▼

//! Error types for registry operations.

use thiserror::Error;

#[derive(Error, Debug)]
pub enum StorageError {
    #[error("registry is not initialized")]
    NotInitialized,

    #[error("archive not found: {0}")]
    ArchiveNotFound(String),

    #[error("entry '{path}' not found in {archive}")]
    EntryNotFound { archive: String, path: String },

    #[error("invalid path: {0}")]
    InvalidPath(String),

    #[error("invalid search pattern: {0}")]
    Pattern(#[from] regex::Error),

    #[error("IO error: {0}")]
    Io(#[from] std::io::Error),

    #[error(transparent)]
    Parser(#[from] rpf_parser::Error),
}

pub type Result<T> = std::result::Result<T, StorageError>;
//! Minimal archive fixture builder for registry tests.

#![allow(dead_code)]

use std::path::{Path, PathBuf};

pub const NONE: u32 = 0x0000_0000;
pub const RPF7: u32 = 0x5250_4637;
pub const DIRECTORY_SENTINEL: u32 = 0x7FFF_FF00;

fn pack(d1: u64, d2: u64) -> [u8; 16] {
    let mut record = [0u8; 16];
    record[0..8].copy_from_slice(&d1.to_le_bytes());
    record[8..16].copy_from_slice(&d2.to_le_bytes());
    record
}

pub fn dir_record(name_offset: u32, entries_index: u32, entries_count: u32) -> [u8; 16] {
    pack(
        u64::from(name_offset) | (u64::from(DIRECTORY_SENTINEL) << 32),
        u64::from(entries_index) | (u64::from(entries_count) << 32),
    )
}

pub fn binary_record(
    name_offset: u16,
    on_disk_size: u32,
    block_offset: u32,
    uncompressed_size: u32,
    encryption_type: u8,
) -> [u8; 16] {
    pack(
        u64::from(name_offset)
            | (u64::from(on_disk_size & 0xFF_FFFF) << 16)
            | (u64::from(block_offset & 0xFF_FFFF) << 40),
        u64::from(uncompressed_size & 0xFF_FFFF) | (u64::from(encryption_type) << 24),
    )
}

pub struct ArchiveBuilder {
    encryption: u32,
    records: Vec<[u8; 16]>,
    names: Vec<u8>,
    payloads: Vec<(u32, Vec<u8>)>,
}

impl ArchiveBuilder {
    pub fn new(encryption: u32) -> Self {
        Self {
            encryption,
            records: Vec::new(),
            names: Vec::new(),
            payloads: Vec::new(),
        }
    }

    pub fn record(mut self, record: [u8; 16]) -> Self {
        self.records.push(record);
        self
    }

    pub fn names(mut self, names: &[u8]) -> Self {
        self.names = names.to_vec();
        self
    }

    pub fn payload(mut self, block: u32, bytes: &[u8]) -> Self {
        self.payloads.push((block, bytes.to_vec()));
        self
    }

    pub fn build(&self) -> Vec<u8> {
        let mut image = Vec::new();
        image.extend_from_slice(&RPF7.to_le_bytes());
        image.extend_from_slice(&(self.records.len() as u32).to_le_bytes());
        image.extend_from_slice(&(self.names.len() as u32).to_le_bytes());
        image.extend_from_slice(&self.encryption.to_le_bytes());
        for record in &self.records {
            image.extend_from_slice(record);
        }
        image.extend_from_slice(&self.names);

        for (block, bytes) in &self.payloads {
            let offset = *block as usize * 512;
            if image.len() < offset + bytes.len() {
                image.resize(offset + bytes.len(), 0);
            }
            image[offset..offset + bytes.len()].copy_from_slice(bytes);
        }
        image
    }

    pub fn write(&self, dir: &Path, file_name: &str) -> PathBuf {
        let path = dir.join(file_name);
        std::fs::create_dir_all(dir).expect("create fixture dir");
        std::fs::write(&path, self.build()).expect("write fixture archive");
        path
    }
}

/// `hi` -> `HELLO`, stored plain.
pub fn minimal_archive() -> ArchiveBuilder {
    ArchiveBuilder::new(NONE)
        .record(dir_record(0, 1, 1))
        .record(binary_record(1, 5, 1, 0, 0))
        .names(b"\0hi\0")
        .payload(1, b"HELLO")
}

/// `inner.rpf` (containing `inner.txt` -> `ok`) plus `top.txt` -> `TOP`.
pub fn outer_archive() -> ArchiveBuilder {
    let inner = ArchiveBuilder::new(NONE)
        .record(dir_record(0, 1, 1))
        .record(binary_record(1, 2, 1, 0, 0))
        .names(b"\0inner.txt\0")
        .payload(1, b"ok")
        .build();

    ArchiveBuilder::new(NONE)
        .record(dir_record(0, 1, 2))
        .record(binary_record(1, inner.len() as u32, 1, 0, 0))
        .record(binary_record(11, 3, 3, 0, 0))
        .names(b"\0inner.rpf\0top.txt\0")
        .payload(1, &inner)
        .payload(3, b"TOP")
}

▲

§ What this task involves
Where does the string "payloads" appear in the records? Copy every line that holds it.

§ Solution for this problem
    payloads: Vec<(u32, Vec<u8>)>,
            payloads: Vec::new(),
        self.payloads.push((block, bytes.to_vec()));
        for (block, bytes) in &self.payloads {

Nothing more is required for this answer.